### RECORDED DATA
========

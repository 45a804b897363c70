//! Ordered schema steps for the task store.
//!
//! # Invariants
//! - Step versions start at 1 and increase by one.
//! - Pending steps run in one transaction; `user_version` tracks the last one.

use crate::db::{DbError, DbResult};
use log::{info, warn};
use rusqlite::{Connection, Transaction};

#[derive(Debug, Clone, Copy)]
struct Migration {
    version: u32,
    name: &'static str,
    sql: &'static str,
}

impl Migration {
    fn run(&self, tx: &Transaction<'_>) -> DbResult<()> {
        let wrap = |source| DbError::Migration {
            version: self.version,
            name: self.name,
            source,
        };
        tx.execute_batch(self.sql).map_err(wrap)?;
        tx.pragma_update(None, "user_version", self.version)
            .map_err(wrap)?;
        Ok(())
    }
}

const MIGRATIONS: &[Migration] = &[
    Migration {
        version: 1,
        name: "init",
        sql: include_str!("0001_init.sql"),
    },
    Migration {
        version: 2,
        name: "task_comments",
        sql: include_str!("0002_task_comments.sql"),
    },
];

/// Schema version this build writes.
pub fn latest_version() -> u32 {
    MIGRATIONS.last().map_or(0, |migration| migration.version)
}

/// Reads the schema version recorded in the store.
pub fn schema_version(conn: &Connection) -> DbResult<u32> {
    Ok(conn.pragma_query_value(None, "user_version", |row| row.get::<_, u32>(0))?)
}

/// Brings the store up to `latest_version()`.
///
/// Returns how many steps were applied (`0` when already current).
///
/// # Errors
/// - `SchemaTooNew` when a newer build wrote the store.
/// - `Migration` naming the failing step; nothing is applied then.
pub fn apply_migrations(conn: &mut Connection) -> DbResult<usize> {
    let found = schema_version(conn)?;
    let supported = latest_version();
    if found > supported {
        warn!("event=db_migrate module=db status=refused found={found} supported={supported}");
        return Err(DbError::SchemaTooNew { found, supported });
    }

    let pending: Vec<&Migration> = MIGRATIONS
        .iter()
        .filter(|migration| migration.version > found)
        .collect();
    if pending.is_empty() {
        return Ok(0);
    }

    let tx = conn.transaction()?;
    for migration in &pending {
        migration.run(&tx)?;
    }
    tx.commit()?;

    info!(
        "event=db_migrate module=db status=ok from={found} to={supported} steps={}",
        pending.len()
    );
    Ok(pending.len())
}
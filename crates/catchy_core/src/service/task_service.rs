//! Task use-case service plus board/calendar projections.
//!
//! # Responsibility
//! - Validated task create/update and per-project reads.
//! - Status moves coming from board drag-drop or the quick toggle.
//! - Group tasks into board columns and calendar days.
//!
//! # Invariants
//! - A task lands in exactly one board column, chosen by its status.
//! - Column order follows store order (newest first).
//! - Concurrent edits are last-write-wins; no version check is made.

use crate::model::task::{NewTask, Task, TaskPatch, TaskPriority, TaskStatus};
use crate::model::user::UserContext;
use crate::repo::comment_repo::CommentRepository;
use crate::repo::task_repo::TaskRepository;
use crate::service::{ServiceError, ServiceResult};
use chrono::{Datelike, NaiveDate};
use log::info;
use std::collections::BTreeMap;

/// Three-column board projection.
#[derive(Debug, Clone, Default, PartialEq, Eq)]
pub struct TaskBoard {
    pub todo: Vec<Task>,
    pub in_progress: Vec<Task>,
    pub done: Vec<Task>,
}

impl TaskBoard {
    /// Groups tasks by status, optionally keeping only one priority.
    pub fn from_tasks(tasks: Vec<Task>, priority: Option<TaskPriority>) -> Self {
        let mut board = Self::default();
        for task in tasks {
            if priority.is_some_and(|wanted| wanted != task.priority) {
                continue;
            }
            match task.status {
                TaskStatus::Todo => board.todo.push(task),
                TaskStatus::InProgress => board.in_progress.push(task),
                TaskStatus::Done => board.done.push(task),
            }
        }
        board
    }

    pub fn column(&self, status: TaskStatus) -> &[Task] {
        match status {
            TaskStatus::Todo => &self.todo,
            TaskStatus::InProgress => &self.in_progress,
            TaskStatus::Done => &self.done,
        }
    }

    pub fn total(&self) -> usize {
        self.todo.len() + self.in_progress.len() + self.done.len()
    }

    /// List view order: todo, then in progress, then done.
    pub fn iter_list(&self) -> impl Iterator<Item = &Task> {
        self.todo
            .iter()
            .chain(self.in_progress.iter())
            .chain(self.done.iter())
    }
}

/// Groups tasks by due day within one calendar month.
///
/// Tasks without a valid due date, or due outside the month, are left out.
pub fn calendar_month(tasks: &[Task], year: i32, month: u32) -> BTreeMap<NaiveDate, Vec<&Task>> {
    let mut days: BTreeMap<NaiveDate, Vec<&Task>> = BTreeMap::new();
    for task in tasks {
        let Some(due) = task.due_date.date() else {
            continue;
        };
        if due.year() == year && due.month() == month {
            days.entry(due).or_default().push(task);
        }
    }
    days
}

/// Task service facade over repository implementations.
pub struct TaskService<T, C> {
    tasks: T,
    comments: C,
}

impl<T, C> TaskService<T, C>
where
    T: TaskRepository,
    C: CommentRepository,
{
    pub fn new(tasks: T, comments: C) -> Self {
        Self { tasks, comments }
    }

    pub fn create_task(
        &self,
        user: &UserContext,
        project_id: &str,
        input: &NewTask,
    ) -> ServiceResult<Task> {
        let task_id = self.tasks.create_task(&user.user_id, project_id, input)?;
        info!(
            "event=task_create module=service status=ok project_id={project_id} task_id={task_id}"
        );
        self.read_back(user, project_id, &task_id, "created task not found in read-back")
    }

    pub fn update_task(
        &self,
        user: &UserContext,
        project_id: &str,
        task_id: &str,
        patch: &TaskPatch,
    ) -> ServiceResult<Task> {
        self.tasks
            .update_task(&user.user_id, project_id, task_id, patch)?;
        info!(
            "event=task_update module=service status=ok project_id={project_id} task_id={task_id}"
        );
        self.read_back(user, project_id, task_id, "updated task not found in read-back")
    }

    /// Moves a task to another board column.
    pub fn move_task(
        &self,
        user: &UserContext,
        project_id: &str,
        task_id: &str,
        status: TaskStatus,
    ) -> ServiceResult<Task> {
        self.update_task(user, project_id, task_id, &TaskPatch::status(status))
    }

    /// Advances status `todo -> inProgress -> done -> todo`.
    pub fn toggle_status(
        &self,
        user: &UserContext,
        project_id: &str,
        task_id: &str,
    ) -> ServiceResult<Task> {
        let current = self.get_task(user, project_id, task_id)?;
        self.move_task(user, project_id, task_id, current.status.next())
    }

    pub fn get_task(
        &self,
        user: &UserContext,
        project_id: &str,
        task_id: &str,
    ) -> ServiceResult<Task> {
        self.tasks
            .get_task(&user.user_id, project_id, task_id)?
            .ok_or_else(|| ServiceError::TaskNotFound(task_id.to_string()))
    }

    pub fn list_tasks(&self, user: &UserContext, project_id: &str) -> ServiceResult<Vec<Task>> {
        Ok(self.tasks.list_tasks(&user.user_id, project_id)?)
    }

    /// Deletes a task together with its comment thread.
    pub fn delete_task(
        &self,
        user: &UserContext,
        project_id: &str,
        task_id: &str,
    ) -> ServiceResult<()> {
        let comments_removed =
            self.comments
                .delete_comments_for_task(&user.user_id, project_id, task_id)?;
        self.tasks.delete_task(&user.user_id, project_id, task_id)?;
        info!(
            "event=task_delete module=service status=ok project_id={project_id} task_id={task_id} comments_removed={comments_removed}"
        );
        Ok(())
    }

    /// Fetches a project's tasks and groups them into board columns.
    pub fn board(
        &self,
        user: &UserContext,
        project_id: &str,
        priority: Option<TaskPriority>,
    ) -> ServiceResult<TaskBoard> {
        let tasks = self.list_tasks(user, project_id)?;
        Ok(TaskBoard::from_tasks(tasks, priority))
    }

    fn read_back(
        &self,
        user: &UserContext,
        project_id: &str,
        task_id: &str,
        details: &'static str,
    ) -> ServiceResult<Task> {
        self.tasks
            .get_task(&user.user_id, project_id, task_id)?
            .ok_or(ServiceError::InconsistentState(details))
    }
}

========

### PROBLEM DETAILS
Only the lines containing the string "CommentRepository" are needed; pull them out of the records.

### TASK SOLUTION
use crate::repo::comment_repo::CommentRepository;
    C: CommentRepository,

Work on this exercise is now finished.